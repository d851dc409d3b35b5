//! cellfn-engine - grid collaborator model for the cellfn expansion core.

pub mod engine;

pub use engine::{CellContent, CellRef, FormulaCell, Grid, TokenMap, TokenReferent, new_grid};
//! Per-sheet registry of definitions and their compiled forms.

use rhai::AST;
use std::collections::HashMap;

use crate::definition::Definition;

/// Executable form of a definition's generated signature. Compiled by the
/// host application; this core stores it uninterpreted and hands it back
/// on request.
#[derive(Clone)]
pub struct CompiledFunction {
    name: String,
    ast: AST,
}

impl CompiledFunction {
    pub fn new(name: impl Into<String>, ast: AST) -> CompiledFunction {
        CompiledFunction {
            name: name.into(),
            ast,
        }
    }

    pub fn name(&self) -> &str {
        &self.name
    }

    pub fn ast(&self) -> &AST {
        &self.ast
    }
}

/// Definitions and compiled functions for one sheet, keyed by name.
/// Registering a second entry under the same name replaces the first and
/// hands the displaced entry back to the caller.
#[derive(Clone, Default)]
pub struct FunctionRegistry {
    definitions: HashMap<String, Definition>,
    compiled: HashMap<String, CompiledFunction>,
}

impl FunctionRegistry {
    pub fn new() -> FunctionRegistry {
        FunctionRegistry::default()
    }

    pub fn add_definition(&mut self, definition: Definition) -> Option<Definition> {
        self.definitions
            .insert(definition.name().to_string(), definition)
    }

    pub fn add_compiled(&mut self, function: CompiledFunction) -> Option<CompiledFunction> {
        self.compiled.insert(function.name().to_string(), function)
    }

    pub fn definition(&self, name: &str) -> Option<&Definition> {
        self.definitions.get(name)
    }

    pub fn compiled(&self, name: &str) -> Option<&CompiledFunction> {
        self.compiled.get(name)
    }

    /// Live view of the registered definitions, not a snapshot.
    pub fn definitions(&self) -> impl Iterator<Item = &Definition> {
        self.definitions.values()
    }

    pub fn compiled_functions(&self) -> impl Iterator<Item = &CompiledFunction> {
        self.compiled.values()
    }

    /// Drop everything; used when the host re-derives a sheet's functions
    /// from scratch.
    pub fn clear(&mut self) {
        self.definitions.clear();
        self.compiled.clear();
    }

    pub fn is_empty(&self) -> bool {
        self.definitions.is_empty() && self.compiled.is_empty()
    }
}

#[cfg(test)]
mod tests {
    use super::*;
    use cellfn_engine::engine::new_grid;

    fn named(name: &str) -> Definition {
        let mut def = Definition::new(new_grid());
        def.set_name(name);
        def
    }

    #[test]
    fn test_duplicate_name_replaces_and_returns_old() {
        let mut registry = FunctionRegistry::new();
        assert!(registry.add_definition(named("f")).is_none());
        let displaced = registry.add_definition(named("f"));
        assert!(displaced.is_some());
        assert_eq!(registry.definitions().count(), 1);
    }

    #[test]
    fn test_clear_empties_both_collections() {
        let mut registry = FunctionRegistry::new();
        registry.add_definition(named("f"));
        registry.add_compiled(CompiledFunction::new("f", rhai::AST::empty()));
        registry.clear();
        assert!(registry.is_empty());
    }

    #[test]
    fn test_lookup_by_name() {
        let mut registry = FunctionRegistry::new();
        registry.add_definition(named("addTax"));
        assert!(registry.definition("addTax").is_some());
        assert!(registry.definition("missing").is_none());
    }

    #[test]
    fn test_compiled_lookup_returns_stored_ast() {
        let engine = rhai::Engine::new();
        let ast = engine.compile("40 + 2").unwrap();

        let mut registry = FunctionRegistry::new();
        registry.add_compiled(CompiledFunction::new("answer", ast));

        let stored = registry.compiled("answer").unwrap();
        assert_eq!(stored.name(), "answer");
        let result: i64 = engine.eval_ast(stored.ast()).unwrap();
        assert_eq!(result, 42);
        assert!(registry.compiled("missing").is_none());
    }
}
━━━━━━━━━━━━━━━━
Retype the records above, but only those lines that fall between the line containing "let mut def" and the line containing "assert!(displaced.is_some());", with both of those lines included, exactly as written.

* **Answer section**
        let mut def = Definition::new(new_grid());
        def.set_name(name);
        def
    }

    #[test]
    fn test_duplicate_name_replaces_and_returns_old() {
        let mut registry = FunctionRegistry::new();
        assert!(registry.add_definition(named("f")).is_none());
        let displaced = registry.add_definition(named("f"));
        assert!(displaced.is_some());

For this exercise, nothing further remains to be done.